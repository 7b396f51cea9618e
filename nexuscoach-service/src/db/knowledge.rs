//! Knowledge snapshot storage.

use chrono::Utc;
use rusqlite::{OptionalExtension, params};

use super::Database;
use crate::error::{DatabaseError, ServiceResult};
use crate::knowledge::Catalog;

/// Snapshots kept after a save
const KEEP_SNAPSHOTS: i64 = 5;

impl Database {
    /// Store a synced catalog and prune old snapshots
    pub fn save_knowledge_snapshot(&self, catalog: &Catalog, source: &str) -> ServiceResult<i64> {
        let data = serde_json::to_string(catalog).map_err(DatabaseError::Serialization)?;
        let conn = self.conn.lock().unwrap();

        conn.execute(
            "INSERT INTO knowledge_snapshots (source, data, created_at) VALUES (?1, ?2, ?3)",
            params![source, data, Utc::now().to_rfc3339()],
        )
        .map_err(DatabaseError::Query)?;
        let id = conn.last_insert_rowid();

        conn.execute(
            "DELETE FROM knowledge_snapshots WHERE id NOT IN \
             (SELECT id FROM knowledge_snapshots ORDER BY id DESC LIMIT ?1)",
            params![KEEP_SNAPSHOTS],
        )
        .map_err(DatabaseError::Query)?;

        Ok(id)
    }

    /// The most recently synced catalog, if any
    pub fn latest_knowledge_snapshot(&self) -> ServiceResult<Option<Catalog>> {
        let conn = self.conn.lock().unwrap();

        let data: Option<String> = conn
            .query_row(
                "SELECT data FROM knowledge_snapshots ORDER BY id DESC LIMIT 1",
                [],
                |row| row.get(0),
            )
            .optional()
            .map_err(DatabaseError::Query)?;

        data.map(|d| serde_json::from_str(&d).map_err(DatabaseError::Serialization))
            .transpose()
            .map_err(Into::into)
    }
}
impl CoachService {
    /// Process one text utterance
    pub async fn process_turn(
        &self,
        session_id: &str,
        text: &str,
        hint: Option<ClientStateHint>,
    ) -> ServiceResult<TurnOutcome> {
        let text = text.trim();
        if text.is_empty() {
            return Err(ServiceError::EmptyUtterance);
        }

        let session = self.sessions.get(session_id, Utc::now())?;
        let kb = self.knowledge.snapshot();
        let result = classify(text, &session.locale, &kb);

        // Decide on a copy; the store gets the same merge applied below
        let mut working = session;
        if let Some(hint) = &hint {
            hint.apply(&mut working.state);
        }
        let tips = self.remembered_advice(&working, result.intent);
        let recommendation =
            recommend(&mut working.state, &result, &kb, working.turn_count, &tips);

        let reply = self
            .respond(
                &recommendation,
                PromptInput {
                    session: &working,
                    intent: result.intent,
                    tips: &tips,
                    user_text: text,
                },
            )
            .await;

        let now = Utc::now();
        let mut recorded = None;
        let updated = self.sessions.update(session_id, now, &mut |s| {
            if let Some(hint) = &hint {
                hint.apply(&mut s.state);
            }
            apply_slots(&mut s.state, &result.slots);
            s.state.last_intent = Some(result.intent);
            s.state.last_reply = Some(reply.text.clone());

            let entry = HistoryEntry {
                text: text.to_string(),
                reply: reply.text.clone(),
                intent: result.intent,
                context: s.turn_context(),
                timestamp: now,
            };
            s.history.push(entry.clone());
            s.turn_count += 1;
            recorded = Some(entry);
        })?;

        if self.persist_logs
            && let Some(entry) = &recorded
            && let Err(e) = self
                .db
                .insert_turn_log(session_id, entry, &reply.source.to_string())
        {
            warn!(session_id, error = %e, "Failed to write turn log");
        }

        metrics::counter!("nexuscoach_turns_total", "intent" => result.intent.to_string())
            .increment(1);
        metrics::counter!("nexuscoach_replies_total", "source" => reply.source.to_string())
            .increment(1);
        info!(
            session_id,
            intent = %result.intent,
            kind = recommendation.kind(),
            source = %reply.source,
            turn = updated.turn_count,
            "Turn processed"
        );

        Ok(TurnOutcome {
            reply_text: reply.text,
            intent: result.intent,
            reply_source: reply.source,
            suggested_tts: TtsHint::for_locale(&updated.locale),
            updated_state: updated.state,
            transcript: None,
        })
    }

    /// Transcribe an audio clip, then run the text turn.
    ///
    /// When speech cannot be turned into text the player is asked to repeat
    /// and the session is left as it was.
    pub async fn process_audio_turn(
        &self,
        session_id: &str,
        clip: AudioClip,
        locale: Option<&str>,
    ) -> ServiceResult<TurnOutcome> {
        if clip.data.is_empty() {
            return Err(ServiceError::EmptyUtterance);
        }

        let session = self.sessions.get(session_id, Utc::now())?;
        let locale = locale
            .map(str::trim)
            .filter(|l| !l.is_empty())
            .unwrap_or(&session.locale)
            .to_string();

        let Some(transcriber) = &self.transcriber else {
            debug!(session_id, "No transcriber configured");
            return Ok(self.unheard(&session, &locale));
        };

        debug!(
            session_id,
            bytes = clip.data.len(),
            provider = transcriber.name(),
            "Transcribing audio"
        );
        match transcriber.transcribe(clip, &locale).await {
            Ok(text) if !text.trim().is_empty() => {
                let mut outcome = self.process_turn(session_id, &text, None).await?;
                outcome.transcript = Some(text);
                Ok(outcome)
            }
            Ok(_) => {
                debug!(session_id, "Empty transcript");
                Ok(self.unheard(&session, &locale))
            }
            Err(e) => {
                warn!(session_id, provider = transcriber.name(), error = %e, "Transcription failed");
                metrics::counter!("nexuscoach_provider_failures_total", "provider" => transcriber.name())
                    .increment(1);
                Ok(self.unheard(&session, &locale))
            }
        }
    }

    fn unheard(&self, session: &Session, locale: &str) -> TurnOutcome {
        TurnOutcome {
            reply_text: self.i18n.get(locale, "stt-failed", None),
            intent: Intent::Unknown,
            reply_source: ReplySource::Fallback,
            updated_state: session.state.clone(),
            suggested_tts: TtsHint::for_locale(locale),
            transcript: None,
        }
    }

    /// Best rated advice from earlier sessions in a similar context
    fn remembered_advice(&self, session: &Session, intent: Intent) -> Vec<String> {
        let query = AdviceQuery::from_context(&session.turn_context(), intent);
        match self.db.retrieve_advice(&query, PROMPT_TIPS as u32) {
            Ok(tips) => tips,
            Err(e) => {
                warn!(session_id = %session.id, error = %e, "Advice retrieval failed");
                Vec::new()
            }
        }
    }
}
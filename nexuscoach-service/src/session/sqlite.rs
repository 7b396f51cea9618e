use std::sync::Arc;

use chrono::{DateTime, Utc};
use tracing::debug;

use super::{NewSession, Session, SessionStore, StoreLimits, not_found};
use crate::db::Database;
use crate::error::ServiceResult;

/// Sessions persisted as JSON rows. Survives restarts; each mutation is a
/// read-modify-write under the database lock.
pub struct SqliteSessionStore {
    db: Arc<Database>,
    limits: StoreLimits,
}

impl SqliteSessionStore {
    pub fn new(db: Arc<Database>, limits: StoreLimits) -> Self {
        Self { db, limits }
    }

    /// Run `f` on a live session, deleting it if expired
    fn with_live<T>(
        &self,
        id: &str,
        now: DateTime<Utc>,
        f: impl FnOnce(&mut Session) -> T,
    ) -> ServiceResult<T> {
        self.db.modify_session(id, |slot| {
            let Some(session) = slot.as_mut() else {
                return Err(not_found(id));
            };
            if let Err(e) = self.limits.check_live(session, now) {
                *slot = None;
                return Err(e);
            }
            Ok(f(session))
        })?
    }
}

impl SessionStore for SqliteSessionStore {
    fn create(&self, new: NewSession, now: DateTime<Utc>) -> ServiceResult<Session> {
        let swept = self.db.delete_sessions_inactive_since(now - self.limits.ttl)?;
        if swept > 0 {
            debug!(swept, "Swept expired sessions");
        }

        let session = Session::new(new, now);
        self.db.save_session(&session)?;
        Ok(session)
    }

    fn get(&self, id: &str, now: DateTime<Utc>) -> ServiceResult<Session> {
        self.with_live(id, now, |session| session.clone())
    }

    fn update(
        &self,
        id: &str,
        now: DateTime<Utc>,
        mutator: &mut dyn FnMut(&mut Session),
    ) -> ServiceResult<Session> {
        self.with_live(id, now, |session| {
            self.limits.apply(session, now, mutator);
            session.clone()
        })
    }

    fn end(&self, id: &str, now: DateTime<Utc>) -> ServiceResult<Session> {
        self.db.modify_session(id, |slot| {
            let session = slot.take().ok_or_else(|| not_found(id))?;
            self.limits.check_live(&session, now)?;
            Ok(session)
        })?
    }
}

#[cfg(test)]
mod tests {
    use super::*;
    use crate::session::tests::{exercise_store, exercise_sweep};
    use chrono::Duration;

    fn limits() -> StoreLimits {
        StoreLimits {
            ttl: Duration::seconds(60),
            max_history: 4,
        }
    }

    fn store() -> SqliteSessionStore {
        SqliteSessionStore::new(Arc::new(Database::open_in_memory().unwrap()), limits())
    }

    #[test]
    fn test_sqlite_store_contract() {
        exercise_store(&store(), limits());
    }

    #[test]
    fn test_sqlite_store_sweeps_on_create() {
        exercise_sweep(&store(), limits());
    }

    #[test]
    fn test_sessions_survive_store_recreation() {
        let db = Arc::new(Database::open_in_memory().unwrap());
        let now = Utc::now();
        let id = SqliteSessionStore::new(db.clone(), limits())
            .create(crate::session::tests::new_session(), now)
            .unwrap()
            .id;

        let reopened = SqliteSessionStore::new(db, limits());
        assert_eq!(reopened.get(&id, now).unwrap().id, id);
    }
}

*DIRECTIONS:*
For the word "debug", find all matching lines in the entries above and copy them out.

*SOLUTION TO THE EXERCISE:*
            debug!(session_id, "No transcriber configured");
        debug!(
                debug!(session_id, "Empty transcript");
use tracing::debug;
            debug!(swept, "Swept expired sessions");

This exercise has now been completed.